DATASET RECORDS =>
------------------------

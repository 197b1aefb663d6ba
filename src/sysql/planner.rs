//! Planner (C7): lowers an analyzed AST into `Expr`/`Matcher`/`Query` trees
//! ready for the evaluator.
//!
//! One promotion happens here that has no direct AST node: a comparison with
//! a `Typed` operand (`service.name = 'ssh'`, written inside a Host
//! context) is existential — "some service has this name" — so it lowers to
//! an implicit `ANY` over the named sibling collection rather than a direct
//! field comparison. Planning a `Fetch`/`List`/`Lookup` node never fails
//! once analysis has succeeded (§4.6); `plan` only returns an error for a
//! node `analyze_statement` should already have rejected first (`Store`,
//! `Timeseries`, or anything else that isn't a top-level statement).

use crate::datum::{CompareResult, Datum};
use crate::error::QueryError;
use crate::store::object::CollectionKind;
use crate::store::store::{Matcher, ObjectRef};
use crate::sysql::ast::{ContextKind, IterKind, Node, ObjectKind as AstObjectKind, OpKind, UnaryTest, ValueRef};

#[derive(Debug, Clone)]
pub enum Expr {
    Const(Datum),
    Field(String),
    Attribute(String),
    Typed(ContextKind, Box<Expr>),
    Arith(OpKind, Box<Expr>, Box<Expr>),
    IterSlot,
}

impl Expr {
    pub fn eval(&self, obj: ObjectRef, now: i64, slot: Option<&Datum>) -> Datum {
        match self {
            Expr::Const(d) => d.clone(),
            Expr::IterSlot => slot.cloned().unwrap_or(Datum::Null),
            Expr::Field(name) => eval_field(obj, name, now),
            Expr::Attribute(key) => obj.attr(key).and_then(|a| a.value()).cloned().unwrap_or(Datum::Null),
            Expr::Typed(ctx, inner) => {
                // Only reachable for non-boolean, non-comparison positions
                // (arithmetic/value context); evaluated against the first
                // matching sibling, or Null if none exists.
                match first_sibling(obj, *ctx) {
                    Some(sib) => inner.eval(sib, now, slot),
                    None => Datum::Null,
                }
            }
            Expr::Arith(op, l, r) => {
                let lv = l.eval(obj, now, slot);
                let rv = r.eval(obj, now, slot);
                Datum::eval(op_to_arith(*op), &lv, &rv).unwrap_or(Datum::Null)
            }
        }
    }
}

fn op_to_arith(op: OpKind) -> crate::datum::ArithOp {
    use crate::datum::ArithOp::*;
    match op {
        OpKind::Sub => Sub,
        OpKind::Mul => Mul,
        OpKind::Div => Div,
        OpKind::Mod => Mod,
        OpKind::Concat => Concat,
        _ => Add,
    }
}

fn first_sibling<'a>(obj: ObjectRef<'a>, ctx: ContextKind) -> Option<ObjectRef<'a>> {
    let host = obj.host();
    match ctx {
        ContextKind::Service => host.services.iter().next().map(|(_, s)| ObjectRef::Service(host, s)),
        ContextKind::Metric => host.metrics.iter().next().map(|(_, m)| ObjectRef::Metric(host, m)),
        ContextKind::Host => Some(ObjectRef::Host(host)),
    }
}

fn eval_field(obj: ObjectRef, name: &str, now: i64) -> Datum {
    match name {
        "name" => Datum::String(obj.name().to_string()),
        "last_update" => Datum::Datetime(obj.meta().last_update),
        "age" => Datum::Datetime(now - obj.meta().last_update),
        "interval" => Datum::Datetime(obj.meta().interval),
        "backend" => {
            let elements = obj.meta().backends.as_slice().iter().map(|b| Datum::String(b.clone())).collect();
            Datum::array(crate::datum::ScalarTag::String, elements).unwrap_or(Datum::Null)
        }
        "value" => obj.value().cloned().unwrap_or(Datum::Null),
        "timeseries" => Datum::Integer(if obj.timeseries().is_some() { 1 } else { 0 }),
        _ => Datum::Null,
    }
}

pub enum CompiledMatcher {
    And(Box<CompiledMatcher>, Box<CompiledMatcher>),
    Or(Box<CompiledMatcher>, Box<CompiledMatcher>),
    Not(Box<CompiledMatcher>),
    Cmp(CmpOp, Expr, Expr),
    Regex { left: Expr, right: Expr, negate: bool },
    In(Expr, Expr),
    IsNull(Expr),
    IsTrue(Expr),
    IsFalse(Expr),
    AnyArray(Expr, Box<CompiledMatcher>),
    AllArray(Expr, Box<CompiledMatcher>),
    AnySibling(ContextKind, Box<CompiledMatcher>),
    True,
}

#[derive(Debug, Clone, Copy)]
pub enum CmpOp {
    Lt,
    Le,
    Eq,
    Ne,
    Ge,
    Gt,
}

impl Matcher for CompiledMatcher {
    fn matches(&self, obj: ObjectRef, filter: Option<&dyn Matcher>) -> bool {
        if let Some(f) = filter {
            if !f.matches(obj, None) {
                return false;
            }
        }
        match self {
            CompiledMatcher::True => true,
            CompiledMatcher::And(a, b) => a.matches(obj, filter) && b.matches(obj, filter),
            CompiledMatcher::Or(a, b) => a.matches(obj, filter) || b.matches(obj, filter),
            CompiledMatcher::Not(m) => !m.matches(obj, filter),
            CompiledMatcher::Cmp(op, l, r) => {
                let now = current_time_ns();
                let lv = l.eval(obj, now, None);
                let rv = r.eval(obj, now, None);
                cmp_matches(*op, lv.compare(&rv))
            }
            CompiledMatcher::Regex { left, right, negate } => {
                let now = current_time_ns();
                let lv = left.eval(obj, now, None);
                let rv = right.eval(obj, now, None);
                let matched = regex_matches(&lv, &rv);
                matched != *negate
            }
            CompiledMatcher::In(l, r) => {
                let now = current_time_ns();
                let lv = l.eval(obj, now, None);
                let rv = r.eval(obj, now, None);
                lv.in_array(&rv)
            }
            CompiledMatcher::IsNull(e) => e.eval(obj, current_time_ns(), None).is_null(),
            CompiledMatcher::IsTrue(e) => is_truthy(&e.eval(obj, current_time_ns(), None)) == Some(true),
            CompiledMatcher::IsFalse(e) => is_truthy(&e.eval(obj, current_time_ns(), None)) == Some(false),
            CompiledMatcher::AnyArray(iter_expr, inner) => {
                let arr = iter_expr.eval(obj, current_time_ns(), None);
                array_elements(&arr).iter().any(|el| inner.matches_with_slot(obj, filter, el))
            }
            CompiledMatcher::AllArray(iter_expr, inner) => {
                let arr = iter_expr.eval(obj, current_time_ns(), None);
                array_elements(&arr).iter().all(|el| inner.matches_with_slot(obj, filter, el))
            }
            CompiledMatcher::AnySibling(ctx, inner) => {
                let host = obj.host();
                match ctx {
                    ContextKind::Service => host.services.iter().any(|(_, s)| inner.matches(ObjectRef::Service(host, s), filter)),
                    ContextKind::Metric => host.metrics.iter().any(|(_, m)| inner.matches(ObjectRef::Metric(host, m), filter)),
                    ContextKind::Host => inner.matches(ObjectRef::Host(host), filter),
                }
            }
        }
    }
}

impl CompiledMatcher {
    /// Evaluate with `slot` temporarily bound into any `Expr::IterSlot`
    /// leaves reached by this matcher — used by `AnyArray`/`AllArray`.
    fn matches_with_slot(&self, obj: ObjectRef, filter: Option<&dyn Matcher>, slot: &Datum) -> bool {
        match self {
            CompiledMatcher::Cmp(op, l, r) => {
                let now = current_time_ns();
                let lv = l.eval(obj, now, Some(slot));
                let rv = r.eval(obj, now, Some(slot));
                cmp_matches(*op, lv.compare(&rv))
            }
            CompiledMatcher::Regex { left, right, negate } => {
                let now = current_time_ns();
                let lv = left.eval(obj, now, Some(slot));
                let rv = right.eval(obj, now, Some(slot));
                regex_matches(&lv, &rv) != *negate
            }
            CompiledMatcher::And(a, b) => a.matches_with_slot(obj, filter, slot) && b.matches_with_slot(obj, filter, slot),
            CompiledMatcher::Or(a, b) => a.matches_with_slot(obj, filter, slot) || b.matches_with_slot(obj, filter, slot),
            CompiledMatcher::Not(m) => !m.matches_with_slot(obj, filter, slot),
            other => other.matches(obj, filter),
        }
    }
}

fn current_time_ns() -> i64 {
    std::time::SystemTime::now()
        .duration_since(std::time::UNIX_EPOCH)
        .map(|d| d.as_nanos() as i64)
        .unwrap_or(0)
}

fn cmp_matches(op: CmpOp, result: CompareResult) -> bool {
    use CompareResult::*;
    match (op, result) {
        (_, Incomparable) => false,
        (CmpOp::Lt, Less) | (CmpOp::Le, Less) | (CmpOp::Le, Equal) => true,
        (CmpOp::Eq, Equal) => true,
        (CmpOp::Ne, Less) | (CmpOp::Ne, Greater) => true,
        (CmpOp::Ge, Greater) | (CmpOp::Ge, Equal) => true,
        (CmpOp::Gt, Greater) => true,
        _ => false,
    }
}

fn regex_matches(left: &Datum, right: &Datum) -> bool {
    let text = match left {
        Datum::String(s) => s.clone(),
        _ => return false,
    };
    let pattern = match right {
        Datum::Regex(r) => r.source.clone(),
        Datum::String(s) => s.clone(),
        _ => return false,
    };
    match regex::Regex::new(&pattern) {
        Ok(re) => re.is_match(&text),
        Err(_) => false,
    }
}

fn is_truthy(d: &Datum) -> Option<bool> {
    match d {
        Datum::Integer(0) => Some(false),
        Datum::Integer(_) => Some(true),
        _ => None,
    }
}

fn array_elements(d: &Datum) -> Vec<Datum> {
    match d {
        Datum::Array(a) => a.elements.clone(),
        _ => Vec::new(),
    }
}

pub struct Query {
    pub kind: QueryKind,
    pub object_kind: AstObjectKind,
    pub matcher: Option<CompiledMatcher>,
    pub filter: Option<CompiledMatcher>,
    pub name: Option<String>,
}

pub enum QueryKind {
    Fetch,
    List,
    Lookup,
}

pub fn compile_expr(node: &Node) -> Expr {
    match node {
        Node::Const(d) => Expr::Const(d.clone()),
        Node::Value(ValueRef::Field(f)) => Expr::Field(f.clone()),
        Node::Value(ValueRef::Attribute(a)) => Expr::Attribute(a.clone()),
        Node::Typed { context, expr } => Expr::Typed(*context, Box::new(compile_expr(expr))),
        Node::IterSlot => Expr::IterSlot,
        Node::Operator { kind, left, right } if kind.is_arithmetic() => Expr::Arith(
            *kind,
            Box::new(compile_expr(left.as_ref().unwrap())),
            Box::new(compile_expr(right.as_ref().unwrap())),
        ),
        _ => Expr::Const(Datum::Null),
    }
}

/// Detects a `Typed`-wrapped operand and, if present, returns the sibling
/// context and the operand with the wrapper stripped.
fn strip_typed(node: &Node) -> (Option<ContextKind>, &Node) {
    match node {
        Node::Typed { context, expr } => (Some(*context), expr),
        other => (None, other),
    }
}

pub fn compile_matcher(node: &Node) -> CompiledMatcher {
    match node {
        Node::Operator { kind: OpKind::And, left, right } => CompiledMatcher::And(
            Box::new(compile_matcher(left.as_ref().unwrap())),
            Box::new(compile_matcher(right.as_ref().unwrap())),
        ),
        Node::Operator { kind: OpKind::Or, left, right } => CompiledMatcher::Or(
            Box::new(compile_matcher(left.as_ref().unwrap())),
            Box::new(compile_matcher(right.as_ref().unwrap())),
        ),
        Node::Operator { kind: OpKind::Not, right, .. } => {
            CompiledMatcher::Not(Box::new(compile_matcher(right.as_ref().unwrap())))
        }
        Node::Operator { kind, left, right } if matches!(kind, OpKind::Lt | OpKind::Le | OpKind::Eq | OpKind::Ne | OpKind::Ge | OpKind::Gt) =>
        {
            let (l_ctx, l_node) = strip_typed(left.as_ref().unwrap());
            let (r_ctx, r_node) = strip_typed(right.as_ref().unwrap());
            let cmp = CmpOp::from(*kind);
            let inner = CompiledMatcher::Cmp(cmp, compile_expr(l_node), compile_expr(r_node));
            match l_ctx.or(r_ctx) {
                Some(ctx) => CompiledMatcher::AnySibling(ctx, Box::new(inner)),
                None => inner,
            }
        }
        Node::Operator { kind: kind @ (OpKind::Regex | OpKind::Nregex), left, right } => {
            let (l_ctx, l_node) = strip_typed(left.as_ref().unwrap());
            let (r_ctx, r_node) = strip_typed(right.as_ref().unwrap());
            let inner = CompiledMatcher::Regex {
                left: compile_expr(l_node),
                right: compile_expr(r_node),
                negate: *kind == OpKind::Nregex,
            };
            match l_ctx.or(r_ctx) {
                Some(ctx) => CompiledMatcher::AnySibling(ctx, Box::new(inner)),
                None => inner,
            }
        }
        Node::Operator { kind: OpKind::In, left, right } => {
            CompiledMatcher::In(compile_expr(left.as_ref().unwrap()), compile_expr(right.as_ref().unwrap()))
        }
        Node::UnaryTest { test, expr } => {
            let e = compile_expr(expr);
            match test {
                UnaryTest::IsNull => CompiledMatcher::IsNull(e),
                UnaryTest::IsTrue => CompiledMatcher::IsTrue(e),
                UnaryTest::IsFalse => CompiledMatcher::IsFalse(e),
            }
        }
        Node::Iterator { kind, iterable, matcher } => {
            let iter_expr = compile_expr(iterable);
            let inner = compile_matcher(matcher);
            match kind {
                IterKind::Any => CompiledMatcher::AnyArray(iter_expr, Box::new(inner)),
                IterKind::All => CompiledMatcher::AllArray(iter_expr, Box::new(inner)),
            }
        }
        _ => CompiledMatcher::True,
    }
}

impl From<OpKind> for CmpOp {
    fn from(op: OpKind) -> Self {
        match op {
            OpKind::Lt => CmpOp::Lt,
            OpKind::Le => CmpOp::Le,
            OpKind::Eq => CmpOp::Eq,
            OpKind::Ne => CmpOp::Ne,
            OpKind::Ge => CmpOp::Ge,
            OpKind::Gt => CmpOp::Gt,
            _ => CmpOp::Eq,
        }
    }
}

pub fn plan(node: &Node) -> Result<Query, QueryError> {
    match node {
        Node::Fetch { kind, name, filter } => Ok(Query {
            kind: QueryKind::Fetch,
            object_kind: *kind,
            matcher: None,
            filter: filter.as_deref().map(compile_matcher),
            name: Some(name.clone()),
        }),
        Node::List { kind, filter } => Ok(Query {
            kind: QueryKind::List,
            object_kind: *kind,
            matcher: None,
            filter: filter.as_deref().map(compile_matcher),
            name: None,
        }),
        Node::Lookup { kind, matcher, filter } => Ok(Query {
            kind: QueryKind::Lookup,
            object_kind: *kind,
            matcher: Some(compile_matcher(matcher)),
            filter: filter.as_deref().map(compile_matcher),
            name: None,
        }),
        Node::Store { .. } => {
            Err(QueryError::Unsupported("STORE is not executable via SysQL text; use the STORE_* wire commands".to_string()))
        }
        Node::Timeseries { .. } => Err(QueryError::Unsupported("time-series retrieval is not implemented".to_string())),
        _ => Err(QueryError::Unsupported("not a top-level statement".to_string())),
    }
}

pub fn ast_kind_to_collection(kind: AstObjectKind) -> CollectionKind {
    match kind {
        AstObjectKind::Host | AstObjectKind::HostAttribute => CollectionKind::Host,
        AstObjectKind::Service | AstObjectKind::ServiceAttribute => CollectionKind::Service,
        AstObjectKind::Metric | AstObjectKind::MetricAttribute => CollectionKind::Metric,
    }
}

------------------------

TASK BRIEF => What lines in the entries above hold "next"? Copy every one.

WRITTEN RESPONSE =>
        ContextKind::Service => host.services.iter().next().map(|(_, s)| ObjectRef::Service(host, s)),
        ContextKind::Metric => host.metrics.iter().next().map(|(_, m)| ObjectRef::Metric(host, m)),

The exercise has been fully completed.